Bangkalan Harus Mengemis ke Jokowi

Rasyiqi
By Rasyiqi
3 Min Read
Ahmad Annur, pengamat kebijakan publik (foto: Redaksi)
Ahmad Annur, pengamat kebijakan publik (foto: Redaksi)

jfid – Satu bulan yang lalu, penulis sedikit mengikuti perdebatan
tentang pengelolaan keuangan RSUD Syarifah Ambami Rato Ebuh (Syamrabu) Bangkalan yang dijadikan sebagai sumber Pendapatan Asli Daerah (PAD).

Ada beberapa fraksi yang pro-kontra dalam hal ini, diantaranya Gabungan PKS-HANURA dan GOLKAR-PAN serta Fraksi PKB.

Pada intinya, dari perdebatan tersebut hanya bicara tentang Pendapatan Asli Daerah (PAD) kabupaten Bangkalan yang terbesar yaitu dari RSUD Syamrabu mencapai Rp 128 Miliar.

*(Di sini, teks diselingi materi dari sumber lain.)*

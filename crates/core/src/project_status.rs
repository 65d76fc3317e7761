//! Project lifecycle status vocabulary.
//!
//! One table maps each status to its display label, color token and
//! completion percentage. The string lookups never fail: unknown statuses
//! fall back to the raw string, [`DEFAULT_STATUS_COLOR`] and `0`.

use serde::{Deserialize, Serialize};

use crate::error::CoreError;

/// Color token returned for statuses outside the vocabulary.
pub const DEFAULT_STATUS_COLOR: &str = "bg-gray-100 text-gray-800";

/// The twelve persisted project statuses, in pipeline order.
#[derive(Debug, Clone, Copy, PartialEq, Eq, Hash, Serialize, Deserialize)]
#[serde(rename_all = "snake_case")]
pub enum ProjectStatus {
    Draft,
    Submitted,
    ProjectLeadReview,
    InspectionScheduled,
    InspectionInProgress,
    ReportDraft,
    HeadConsultantReview,
    ClientReview,
    GovernmentSubmitted,
    SlfIssued,
    Completed,
    Cancelled,
}

/// Display metadata for one status, as served to clients.
#[derive(Debug, Clone, PartialEq, Eq, Serialize)]
pub struct StatusInfo {
    pub status: String,
    pub label: String,
    pub color: String,
    /// Completion percentage; only meaningful for project statuses.
    #[serde(skip_serializing_if = "Option::is_none")]
    pub progress: Option<u8>,
    pub known: bool,
}

impl ProjectStatus {
    pub const ALL: [ProjectStatus; 12] = [
        Self::Draft,
        Self::Submitted,
        Self::ProjectLeadReview,
        Self::InspectionScheduled,
        Self::InspectionInProgress,
        Self::ReportDraft,
        Self::HeadConsultantReview,
        Self::ClientReview,
        Self::GovernmentSubmitted,
        Self::SlfIssued,
        Self::Completed,
        Self::Cancelled,
    ];

    pub fn from_str_db(s: &str) -> Result<Self, CoreError> {
        Self::ALL
            .into_iter()
            .find(|st| st.as_str() == s)
            .ok_or_else(|| CoreError::Validation(format!("Invalid project status '{s}'")))
    }

    pub fn as_str(self) -> &'static str {
        match self {
            Self::Draft => "draft",
            Self::Submitted => "submitted",
            Self::ProjectLeadReview => "project_lead_review",
            Self::InspectionScheduled => "inspection_scheduled",
            Self::InspectionInProgress => "inspection_in_progress",
            Self::ReportDraft => "report_draft",
            Self::HeadConsultantReview => "head_consultant_review",
            Self::ClientReview => "client_review",
            Self::GovernmentSubmitted => "government_submitted",
            Self::SlfIssued => "slf_issued",
            Self::Completed => "completed",
            Self::Cancelled => "cancelled",
        }
    }

    pub fn label(self) -> &'static str {
        match self {
            Self::Draft => "Draft",
            Self::Submitted => "Submitted",
            Self::ProjectLeadReview => "Project Lead Review",
            Self::InspectionScheduled => "Inspection Scheduled",
            Self::InspectionInProgress => "Inspection In Progress",
            Self::ReportDraft => "Report Draft",
            Self::HeadConsultantReview => "Head Consultant Review",
            Self::ClientReview => "Client Review",
            Self::GovernmentSubmitted => "Submitted to Government",
            Self::SlfIssued => "SLF Issued",
            Self::Completed => "Completed",
            Self::Cancelled => "Cancelled",
        }
    }

    pub fn color(self) -> &'static str {
        match self {
            Self::Draft => "bg-slate-100 text-slate-800",
            Self::Submitted => "bg-blue-100 text-blue-800",
            Self::ProjectLeadReview => "bg-indigo-100 text-indigo-800",
            Self::InspectionScheduled => "bg-purple-100 text-purple-800",
            Self::InspectionInProgress => "bg-yellow-100 text-yellow-800",
            Self::ReportDraft => "bg-orange-100 text-orange-800",
            Self::HeadConsultantReview => "bg-pink-100 text-pink-800",
            Self::ClientReview => "bg-cyan-100 text-cyan-800",
            Self::GovernmentSubmitted => "bg-teal-100 text-teal-800",
            Self::SlfIssued => "bg-emerald-100 text-emerald-800",
            Self::Completed => "bg-green-100 text-green-800",
            Self::Cancelled => "bg-red-100 text-red-800",
        }
    }

    /// Completion percentage shown on progress bars.
    pub fn progress(self) -> u8 {
        match self {
            Self::Draft => 10,
            Self::Submitted => 20,
            Self::ProjectLeadReview => 30,
            Self::InspectionScheduled => 40,
            Self::InspectionInProgress => 50,
            Self::ReportDraft => 60,
            Self::HeadConsultantReview => 70,
            Self::ClientReview => 80,
            Self::GovernmentSubmitted => 90,
            Self::SlfIssued => 95,
            Self::Completed => 100,
            Self::Cancelled => 0,
        }
    }

    pub fn is_terminal(self) -> bool {
        matches!(self, Self::Completed | Self::Cancelled)
    }

    /// The next status in pipeline order, or `None` for terminal statuses.
    pub fn successor(self) -> Option<Self> {
        match self {
            Self::Draft => Some(Self::Submitted),
            Self::Submitted => Some(Self::ProjectLeadReview),
            Self::ProjectLeadReview => Some(Self::InspectionScheduled),
            Self::InspectionScheduled => Some(Self::InspectionInProgress),
            Self::InspectionInProgress => Some(Self::ReportDraft),
            Self::ReportDraft => Some(Self::HeadConsultantReview),
            Self::HeadConsultantReview => Some(Self::ClientReview),
            Self::ClientReview => Some(Self::GovernmentSubmitted),
            Self::GovernmentSubmitted => Some(Self::SlfIssued),
            Self::SlfIssued => Some(Self::Completed),
            Self::Completed | Self::Cancelled => None,
        }
    }

    /// Statuses this one may move to: its successor, then `cancelled`.
    pub fn allowed_next(self) -> Vec<Self> {
        if self.is_terminal() {
            return Vec::new();
        }
        self.successor()
            .into_iter()
            .chain(std::iter::once(Self::Cancelled))
            .collect()
    }

    pub fn can_transition_to(self, next: Self) -> bool {
        self.allowed_next().contains(&next)
    }

    pub fn info(self) -> StatusInfo {
        StatusInfo {
            status: self.as_str().to_string(),
            label: self.label().to_string(),
            color: self.color().to_string(),
            progress: Some(self.progress()),
            known: true,
        }
    }
}

/// Validate a move between two persisted project statuses.
pub fn validate_transition(current: ProjectStatus, next: ProjectStatus) -> Result<(), CoreError> {
    if current.can_transition_to(next) {
        return Ok(());
    }
    let allowed: Vec<&str> = current.allowed_next().iter().map(|s| s.as_str()).collect();
    Err(CoreError::Conflict(format!(
        "Cannot move project from '{}' to '{}'. Allowed: [{}]",
        current.as_str(),
        next.as_str(),
        allowed.join(", ")
    )))
}

/// Display label for a status string; unknown strings are returned as-is.
pub fn status_label(status: &str) -> String {
    ProjectStatus::from_str_db(status)
        .map(|s| s.label().to_string())
        .unwrap_or_else(|_| status.to_string())
}

/// Color token for a status string; unknown strings get [`DEFAULT_STATUS_COLOR`].
pub fn status_color(status: &str) -> &'static str {
    ProjectStatus::from_str_db(status)
        .map(ProjectStatus::color)
        .unwrap_or(DEFAULT_STATUS_COLOR)
}

/// Completion percentage for a status string; unknown strings get `0`.
pub fn progress_value(status: &str) -> u8 {
    ProjectStatus::from_str_db(status)
        .map(ProjectStatus::progress)
        .unwrap_or(0)
}

/// Full lookup for a status string, with fallbacks for unknown values.
pub fn status_info(status: &str) -> StatusInfo {
    match ProjectStatus::from_str_db(status) {
        Ok(s) => s.info(),
        Err(_) => StatusInfo {
            status: status.to_string(),
            label: status.to_string(),
            color: DEFAULT_STATUS_COLOR.to_string(),
            progress: Some(0),
            known: false,
        },
    }
}

#[cfg(test)]
mod tests {
    use assert_matches::assert_matches;

    use super::*;

    #[test]
    fn every_status_has_label_color_and_progress() {
        for status in ProjectStatus::ALL {
            assert!(!status_label(status.as_str()).is_empty());
            assert!(!status_color(status.as_str()).is_empty());
            assert_eq!(progress_value(status.as_str()), status.progress());
        }
    }

    #[test]
    fn progress_weights_follow_pipeline() {
        let weights: Vec<u8> = ProjectStatus::ALL.iter().map(|s| s.progress()).collect();
        assert_eq!(weights, vec![10, 20, 30, 40, 50, 60, 70, 80, 90, 95, 100, 0]);
    }

    #[test]
    fn unknown_status_falls_back() {
        assert_eq!(status_label("on_hold"), "on_hold");
        assert_eq!(status_color("on_hold"), DEFAULT_STATUS_COLOR);
        assert_eq!(progress_value("on_hold"), 0);
        assert!(!status_info("on_hold").known);
    }

    #[test]
    fn second_vocabulary_literals_are_unknown_here() {
        for literal in ["inspection_completed", "report_submitted", "admin_lead_review"] {
            assert_eq!(progress_value(literal), 0);
        }
    }

    #[test]
    fn forward_move_and_cancel_are_allowed() {
        assert!(validate_transition(ProjectStatus::Draft, ProjectStatus::Submitted).is_ok());
        assert!(validate_transition(ProjectStatus::ClientReview, ProjectStatus::Cancelled).is_ok());
        assert!(validate_transition(ProjectStatus::SlfIssued, ProjectStatus::Completed).is_ok());
    }

    #[test]
    fn skipping_a_stage_is_a_conflict() {
        assert_matches!(
            validate_transition(ProjectStatus::Draft, ProjectStatus::ReportDraft),
            Err(CoreError::Conflict(_))
        );
    }

    #[test]
    fn terminal_statuses_have_no_moves() {
        assert!(ProjectStatus::Completed.allowed_next().is_empty());
        assert!(ProjectStatus::Cancelled.allowed_next().is_empty());
        assert!(!ProjectStatus::Cancelled.can_transition_to(ProjectStatus::Draft));
    }

    #[test]
    fn successor_chain_reaches_completed_in_order() {
        let mut chain = vec![ProjectStatus::Draft];
        while let Some(next) = chain.last().and_then(|s| s.successor()) {
            chain.push(next);
        }
        assert_eq!(chain.len(), 11);
        assert_eq!(chain.last(), Some(&ProjectStatus::Completed));
    }
}
//! Profile roles and project team roles.
//!
//! Role literals must match the `CHECK` constraints on `profiles.role` and
//! `project_teams.role`.

use serde::{Deserialize, Serialize};

use crate::error::CoreError;

pub const ROLE_ADMIN_LEAD: &str = "admin_lead";
pub const ROLE_PROJECT_LEAD: &str = "project_lead";
pub const ROLE_INSPECTOR: &str = "inspector";
pub const ROLE_DRAFTER: &str = "drafter";
pub const ROLE_HEAD_CONSULTANT: &str = "head_consultant";
pub const ROLE_CLIENT: &str = "client";
pub const ROLE_SUPERADMIN: &str = "superadmin";

/// Role carried by a user profile (and by the access token's `role` claim).
#[derive(Debug, Clone, Copy, PartialEq, Eq, Hash, Serialize, Deserialize)]
#[serde(rename_all = "snake_case")]
pub enum Role {
    AdminLead,
    ProjectLead,
    Inspector,
    Drafter,
    HeadConsultant,
    Client,
    Superadmin,
}

impl Role {
    pub const ALL: [Role; 7] = [
        Role::AdminLead,
        Role::ProjectLead,
        Role::Inspector,
        Role::Drafter,
        Role::HeadConsultant,
        Role::Client,
        Role::Superadmin,
    ];

    /// Parse a role string from the database or a token claim.
    pub fn from_str_db(s: &str) -> Result<Self, CoreError> {
        Self::ALL
            .into_iter()
            .find(|r| r.as_str() == s)
            .ok_or_else(|| CoreError::Validation(format!("Invalid role '{s}'")))
    }

    pub fn as_str(self) -> &'static str {
        match self {
            Self::AdminLead => ROLE_ADMIN_LEAD,
            Self::ProjectLead => ROLE_PROJECT_LEAD,
            Self::Inspector => ROLE_INSPECTOR,
            Self::Drafter => ROLE_DRAFTER,
            Self::HeadConsultant => ROLE_HEAD_CONSULTANT,
            Self::Client => ROLE_CLIENT,
            Self::Superadmin => ROLE_SUPERADMIN,
        }
    }

    /// Admin leads and superadmins manage projects, teams and triage.
    pub fn is_admin(self) -> bool {
        matches!(self, Self::AdminLead | Self::Superadmin)
    }

    /// Staff roles are everyone except client-side users.
    pub fn is_staff(self) -> bool {
        !matches!(self, Self::Client)
    }
}

/// Role a profile holds within a single project team.
#[derive(Debug, Clone, Copy, PartialEq, Eq, Hash, Serialize, Deserialize)]
#[serde(rename_all = "snake_case")]
pub enum TeamRole {
    ProjectLead,
    Inspector,
    Drafter,
    HeadConsultant,
    AdminLead,
}

impl TeamRole {
    pub const ALL: [TeamRole; 5] = [
        TeamRole::ProjectLead,
        TeamRole::Inspector,
        TeamRole::Drafter,
        TeamRole::HeadConsultant,
        TeamRole::AdminLead,
    ];

    pub fn from_str_db(s: &str) -> Result<Self, CoreError> {
        Self::ALL
            .into_iter()
            .find(|r| r.as_str() == s)
            .ok_or_else(|| CoreError::Validation(format!("Invalid team role '{s}'")))
    }

    pub fn as_str(self) -> &'static str {
        match self {
            Self::ProjectLead => ROLE_PROJECT_LEAD,
            Self::Inspector => ROLE_INSPECTOR,
            Self::Drafter => ROLE_DRAFTER,
            Self::HeadConsultant => ROLE_HEAD_CONSULTANT,
            Self::AdminLead => ROLE_ADMIN_LEAD,
        }
    }

    /// The profile role a member must hold to take this team role.
    pub fn required_profile_role(self) -> Role {
        match self {
            Self::ProjectLead => Role::ProjectLead,
            Self::Inspector => Role::Inspector,
            Self::Drafter => Role::Drafter,
            Self::HeadConsultant => Role::HeadConsultant,
            Self::AdminLead => Role::AdminLead,
        }
    }
}

#[cfg(test)]
mod tests {
    use assert_matches::assert_matches;

    use super::*;

    #[test]
    fn every_role_round_trips_through_its_literal() {
        for role in Role::ALL {
            assert_eq!(Role::from_str_db(role.as_str()).unwrap(), role);
        }
    }

    #[test]
    fn unknown_role_is_rejected() {
        assert_matches!(Role::from_str_db("owner"), Err(CoreError::Validation(_)));
    }

    #[test]
    fn client_is_not_a_team_role() {
        assert!(TeamRole::from_str_db(ROLE_CLIENT).is_err());
        assert!(TeamRole::from_str_db(ROLE_SUPERADMIN).is_err());
    }

    #[test]
    fn admin_roles() {
        assert!(Role::AdminLead.is_admin());
        assert!(Role::Superadmin.is_admin());
        assert!(!Role::ProjectLead.is_admin());
        assert!(!Role::Client.is_staff());
    }

    #[test]
    fn team_role_maps_to_matching_profile_role() {
        for role in TeamRole::ALL {
            assert_eq!(role.required_profile_role().as_str(), role.as_str());
        }
    }
}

Dalam nota keuangan RAPBD tahun 2020, pendapatan asli daerah (PAD) Bangkalan ditetapkan sebesar Rp 260.505.079.645.90, sementara penerimaan dari badan layanan umum daerah (BLUD) Rp. 128.748.000.000.

Menurut hemat penulis, PAD Bangkalan saat ini sangat tidak sehat. Sehingga Bangkalan harus mengemis banyak uang perimbangan ke Jokowi, Perlu diketahui bahwasanya sumber APBD 2020 kabupaten Bangkalan berasal dari Pendapatan Asli Daerah (PAD) Rp 260 miliar dan dana perimbangan Rp 1,4 triliun. Sementara dari lain-lain pendapatan yang sah Rp 569 miliar.

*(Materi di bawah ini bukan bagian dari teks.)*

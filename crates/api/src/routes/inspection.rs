//! Route definitions for `/inspections`.

use axum::routing::{get, post, put};
use axum::Router;

use crate::handlers::inspection;
use crate::state::AppState;

/// ```text
/// GET    /{id}                         get_by_id
/// POST   /{id}/status                  change_status
/// GET    /{id}/responses               list_responses
/// PUT    /{id}/responses/{item_id}     upsert_response
/// GET    /{id}/photos                  list_photos
/// POST   /{id}/photos                  add_photo
/// ```
pub fn router() -> Router<AppState> {
    Router::new()
        .route("/{id}", get(inspection::get_by_id))
        .route("/{id}/status", post(inspection::change_status))
        .route("/{id}/responses", get(inspection::list_responses))
        .route("/{id}/responses/{item_id}", put(inspection::upsert_response))
        .route(
            "/{id}/photos",
            get(inspection::list_photos).post(inspection::add_photo),
        )
}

Sedikitnya PAD Bangkalan ini berdasarkan hasil kajian penulis, ternyata ada kebocoran PAD yang harus dibenahi di Bangkalan.

Misalkan dari retribusi parkir, banyak tempat parkir yang tidak masuk ke PAD, bahkan dalam catatan BPK Jawa Timur Dinas Perhubungan mencetak karcis sebanyak 641.000, namun dinas perhubungan hanya merealisasikan pendapatan retribusi sebanyak 347.721 karcis dalam setahun.

Padahal sudah mafhum, di Bangkalan ini semua pertokoan dan ruas jalan menjadi tempat parkir, geser sedikit kena parkir, sampai ada istilah “Bangkalan Kota Parkir”, lalu mengalir kemana uang parkir tersebut?.

Selain daripada itu, sektor rumah makan wajib pajak juga banyak yang tidak masuk PAD. Hal ini karena Bapedda kurang memperhatikan wajib pajak rumah makan. Bayangkan, pembayaran pajak dari salah satu rumah makan di Bangkalan, seharusnya dalam satu bulan membayar sebesar Rp.80.370.909,00. Malah hanya melakukan pembayaran pajak setiap bulannya sebesar Rp.10.000.000,00. Lalu sisanya ini masuk kepada siapa?

Belum lagi banyak rumah makan yang tidak terdaftar tapi dapat pungutan pajak.

Kebocoran PAD Bangkalan juga ada di pajak reklame. Di kabupaten Bangkalan reklame ada 332 titik, dan terdapat 102 titik reklame yang tidak dibayar pajaknya. Itu artinya, Bapedda Bangkalan lebih banyak duduk santai daripada bekerja mengoptimalkan PAD Bangkalan dengan cara menyisir semua jenis retribusi. Ini masih belum bicara tentang kebocoran di rumah sakit, dan beberapa SKPD di Bangkalan.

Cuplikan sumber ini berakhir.